Yeah pretty much. If you defined every character who says something the author wants to say as an author avatar, I can't think of many pieces of good writing which wouldn't have one. Or twenty. All characters by definition speak things the author intends them to speak, presumably things the author is interested in.
Look, Scotty, the key is that (as NGTM1R would be happy to explain) the author really doesn't come into a piece of fiction once they're done writing it. Unless
the author writes his or herself into the fiction in an intrusive manner, one that doesn't seem to emerge from the story - then that's an authorial mouthpiece.
Kreia doesn't qualify because her beliefs and motivations are completely natural to the story. Without extratextual information there's nothing to suggest any particular motivation to Kreia beyond what's presented in the text. Authorial mouthpieces happen when there's a clear extratextual motivation for the character's beliefs which enter the text - for example, a character in a story raging against taxes on behalf of a political party that doesn't exist in the text, or a John Ringo character who was once a liberal but was converted by the harsh realities of alien invasion and now understands the weakness of liberalism.
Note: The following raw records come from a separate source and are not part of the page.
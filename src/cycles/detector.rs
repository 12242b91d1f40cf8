//! Easing-cycle detection over a month-aligned policy-rate series.
//!
//! The scan is an explicit two-state machine:
//!
//! - `Idle`: no episode in progress. A qualifying drop at month `m` opens one
//!   that starts at month `m-1` (the last pre-cut reading).
//! - `InCycle`: every further qualifying drop refreshes `last_drop`. Once the
//!   calendar gap between the current month and `last_drop` exceeds the
//!   tolerance, the cycle closes with `end = last_drop`.
//!
//! The gap check runs before the drop check, so a cut that arrives after the
//! tolerance has already elapsed closes the old episode and opens a new one.

use chrono::NaiveDate;
use tracing::debug;

use crate::domain::{Cycle, DetectorConfig, MonthlySeries};
use crate::error::CoreError;
use crate::resample::Timeline;

#[derive(Debug, Clone, Copy, PartialEq, Eq)]
enum DetectorState {
    Idle,
    InCycle { start: NaiveDate, last_drop: NaiveDate },
}

/// Relative slack absorbing the rounding of a decimal subtraction.
const DROP_EPSILON: f64 = 1e-12;

/// `prev - current` strictly above the threshold. Missing values never qualify.
///
/// A decline equal to the threshold in decimal terms (5.55 -> 5.50 at 0.05)
/// never qualifies, whichever side of it the `f64` difference lands on.
fn is_qualifying_drop(prev: Option<f64>, current: Option<f64>, threshold: f64) -> bool {
    match (prev, current) {
        (Some(p), Some(c)) => {
            let slack = DROP_EPSILON * p.abs().max(c.abs()).max(1.0);
            p - c > threshold + slack
        }
        _ => false,
    }
}

fn gap_exceeded(last_drop: NaiveDate, current: NaiveDate, gap_days: i64) -> bool {
    (current - last_drop).num_days() > gap_days
}

/// Detect every easing cycle in `rate`, most recent first.
///
/// Fewer than two months yields an empty list. The series must sit on a
/// hole-free month-start timeline (as produced by [`crate::resample::align`]).
pub fn detect_cycles(rate: &MonthlySeries, config: &DetectorConfig) -> Result<Vec<Cycle>, CoreError> {
    config.validate()?;
    if rate.len() < 2 {
        return Ok(Vec::new());
    }
    Timeline::from_months(rate.points.iter().map(|p| p.date).collect()).map_err(|e| match e {
        CoreError::MalformedInput { detail, .. } => CoreError::malformed(&rate.id, detail),
        other => other,
    })?;

    // (start, end) in chronological order.
    let mut closed: Vec<(NaiveDate, Option<NaiveDate>)> = Vec::new();
    let mut state = DetectorState::Idle;

    for window in rate.points.windows(2) {
        let (prev, current) = (window[0], window[1]);

        if let DetectorState::InCycle { start, last_drop } = state
            && gap_exceeded(last_drop, current.date, config.gap_days)
        {
            debug!(%start, end = %last_drop, "easing cycle closed");
            closed.push((start, Some(last_drop)));
            state = DetectorState::Idle;
        }

        if !is_qualifying_drop(prev.value, current.value, config.drop_threshold) {
            continue;
        }

        state = match state {
            DetectorState::Idle => {
                debug!(start = %prev.date, first_cut = %current.date, "easing cycle opened");
                DetectorState::InCycle {
                    start: prev.date,
                    last_drop: current.date,
                }
            }
            DetectorState::InCycle { start, .. } => DetectorState::InCycle {
                start,
                last_drop: current.date,
            },
        };
    }

    if let DetectorState::InCycle { start, .. } = state {
        debug!(%start, "easing cycle still open at end of data");
        closed.push((start, None));
    }

    Ok(closed
        .into_iter()
        .rev()
        .enumerate()
        .map(|(index, (start, end))| Cycle { index, start, end })
        .collect())
}

#[cfg(test)]
mod tests {
    use super::*;
    use crate::domain::MonthlyPoint;
    use crate::resample::add_months;

    fn m(y: i32, mo: u32) -> NaiveDate {
        NaiveDate::from_ymd_opt(y, mo, 1).unwrap()
    }

    fn series(first: NaiveDate, values: &[f64]) -> MonthlySeries {
        MonthlySeries::from_values("FEDFUNDS", first, values)
    }

    fn detect(s: &MonthlySeries) -> Vec<Cycle> {
        detect_cycles(s, &DetectorConfig::default()).unwrap()
    }

    /// Flat series of `len` months at `level`, with `cuts` applied at the given offsets.
    fn with_cuts(len: usize, level: f64, cuts: &[(usize, f64)]) -> Vec<f64> {
        let mut v = vec![level; len];
        for &(at, size) in cuts {
            for x in v.iter_mut().skip(at) {
                *x -= size;
            }
        }
        v
    }

    #[test]
    fn fed_funds_like_series_yields_one_open_cycle() {
        let first = m(2024, 1);
        let s = series(first, &[5.50, 5.50, 5.25, 5.25, 4.75, 4.75, 4.75, 4.50]);
        let cycles = detect(&s);

        assert_eq!(cycles.len(), 1);
        assert_eq!(cycles[0].index, 0);
        assert_eq!(cycles[0].start, add_months(first, 1));
        assert_eq!(cycles[0].end, None);
    }

    #[test]
    fn drop_equal_to_threshold_does_not_qualify() {
        let exact = series(m(2020, 1), &[1.0, 0.75, 0.75]);
        let cfg = DetectorConfig { drop_threshold: 0.25, gap_days: 180 };
        assert!(detect_cycles(&exact, &cfg).unwrap().is_empty());

        let above = series(m(2020, 1), &[1.0, 0.75 - 1e-9, 0.75 - 1e-9]);
        let cycles = detect_cycles(&above, &cfg).unwrap();
        assert_eq!(cycles.len(), 1);
        assert_eq!(cycles[0].start, m(2020, 1));
    }

    #[test]
    fn five_bp_cuts_at_the_default_threshold_never_qualify() {
        for (prev, cur) in [(1.20, 1.15), (5.55, 5.50), (0.15, 0.10), (2.40, 2.35), (4.83, 4.78)] {
            let s = series(m(2020, 1), &[prev, cur]);
            assert!(detect(&s).is_empty(), "{prev} -> {cur} counted as a cut");
        }

        let six_bp = series(m(2020, 1), &[1.20, 1.14]);
        assert_eq!(detect(&six_bp).len(), 1);
    }

    #[test]
    fn cuts_three_months_apart_merge_into_one_cycle() {
        // Jan -> Feb cut, Apr -> May cut: 89 days between qualifying months.
        let values = with_cuts(14, 5.0, &[(1, 0.25), (4, 0.25)]);
        let cycles = detect(&series(m(2019, 1), &values));

        assert_eq!(cycles.len(), 1);
        assert_eq!(cycles[0].start, m(2019, 1));
        assert_eq!(cycles[0].end, Some(m(2019, 5)));
    }

    #[test]
    fn cuts_seven_months_apart_form_two_cycles() {
        // Qualifying months Feb and Sep 2019 are 212 days apart.
        let values = with_cuts(20, 5.0, &[(1, 0.25), (8, 0.25)]);
        let cycles = detect(&series(m(2019, 1), &values));

        assert_eq!(cycles.len(), 2);
        assert_eq!(cycles[0].index, 0);
        assert_eq!(cycles[0].start, m(2019, 8));
        assert_eq!(cycles[0].end, Some(m(2019, 9)));
        assert_eq!(cycles[1].index, 1);
        assert_eq!(cycles[1].start, m(2019, 1));
        assert_eq!(cycles[1].end, Some(m(2019, 2)));
    }

    #[test]
    fn cycle_closes_at_last_cut_not_at_gap_boundary() {
        let values = with_cuts(24, 5.0, &[(3, 0.5), (4, 0.5), (5, 0.25)]);
        let cycles = detect(&series(m(2007, 6), &values));

        assert_eq!(cycles.len(), 1);
        assert_eq!(cycles[0].start, m(2007, 8));
        assert_eq!(cycles[0].end, Some(m(2007, 11)));
    }

    #[test]
    fn first_month_never_opens_a_cycle() {
        let s = MonthlySeries::new(
            "FEDFUNDS",
            vec![
                MonthlyPoint { date: m(2020, 1), value: None },
                MonthlyPoint { date: m(2020, 2), value: Some(1.5) },
                MonthlyPoint { date: m(2020, 3), value: Some(1.5) },
            ],
        );
        assert!(detect(&s).is_empty());
    }

    #[test]
    fn short_series_yield_no_cycles() {
        assert!(detect(&series(m(2020, 1), &[])).is_empty());
        assert!(detect(&series(m(2020, 1), &[5.0])).is_empty());
    }

    #[test]
    fn rising_rates_never_open_a_cycle() {
        let s = series(m(2022, 1), &[0.25, 0.5, 1.0, 1.75, 2.5, 3.25]);
        assert!(detect(&s).is_empty());
    }

    #[test]
    fn cycles_are_ordered_disjoint_and_well_formed() {
        let values = with_cuts(
            120,
            6.0,
            &[(10, 0.5), (12, 0.5), (40, 0.25), (42, 0.25), (80, 0.5), (119, 0.25)],
        );
        let cycles = detect(&series(m(2000, 1), &values));

        assert_eq!(cycles.len(), 4);
        for (i, c) in cycles.iter().enumerate() {
            assert_eq!(c.index, i);
            if let Some(end) = c.end {
                assert!(c.start < end);
            }
        }
        for pair in cycles.windows(2) {
            assert!(pair[0].start > pair[1].start);
            assert!(!pair[0].overlaps(&pair[1]));
        }
        assert!(cycles[0].is_open());
        assert!(cycles[1..].iter().all(|c| !c.is_open()));
    }

    #[test]
    fn late_cut_after_elapsed_gap_reopens() {
        // Aug 2021 is 181 days after the Feb cut; the Sep cut starts a new cycle.
        let values = with_cuts(12, 3.0, &[(1, 0.25), (8, 0.25)]);
        let cycles = detect(&series(m(2021, 1), &values));
        assert_eq!(cycles.len(), 2);
        assert_eq!(cycles[0].start, m(2021, 8));
        assert!(cycles[0].is_open());
    }

    #[test]
    fn holes_and_misaligned_dates_are_malformed() {
        let holed = MonthlySeries::new(
            "FEDFUNDS",
            vec![
                MonthlyPoint { date: m(2020, 1), value: Some(1.0) },
                MonthlyPoint { date: m(2020, 3), value: Some(0.5) },
            ],
        );
        assert!(matches!(
            detect_cycles(&holed, &DetectorConfig::default()),
            Err(CoreError::MalformedInput { series, .. }) if series == "FEDFUNDS"
        ));

        let unordered = MonthlySeries::new(
            "FEDFUNDS",
            vec![
                MonthlyPoint { date: m(2020, 2), value: Some(1.0) },
                MonthlyPoint { date: m(2020, 1), value: Some(0.5) },
            ],
        );
        assert!(detect_cycles(&unordered, &DetectorConfig::default()).is_err());
    }

    #[test]
    fn invalid_config_is_reported() {
        let s = series(m(2020, 1), &[1.0, 0.5]);
        let cfg = DetectorConfig { drop_threshold: -0.1, gap_days: 180 };
        assert!(matches!(detect_cycles(&s, &cfg), Err(CoreError::InvalidConfig(_))));
    }
}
This isn't even getting anywhere near
the idea of an author avatar
, which is a character who specifically represents the author in the story. David Weber writes these occasionally. Ironically that TVTropes page does a decent job of explaining what they are, which makes the stupid Kreia quote there all the more mystifying for its total unrelatedness.
Kreia was a complex character in an interesting story but only a drooling TVTropes bottomfeeder could argue she was an authorial avatar. Mouthpiece, you could make a case for (you would lose), but avatar is just silly.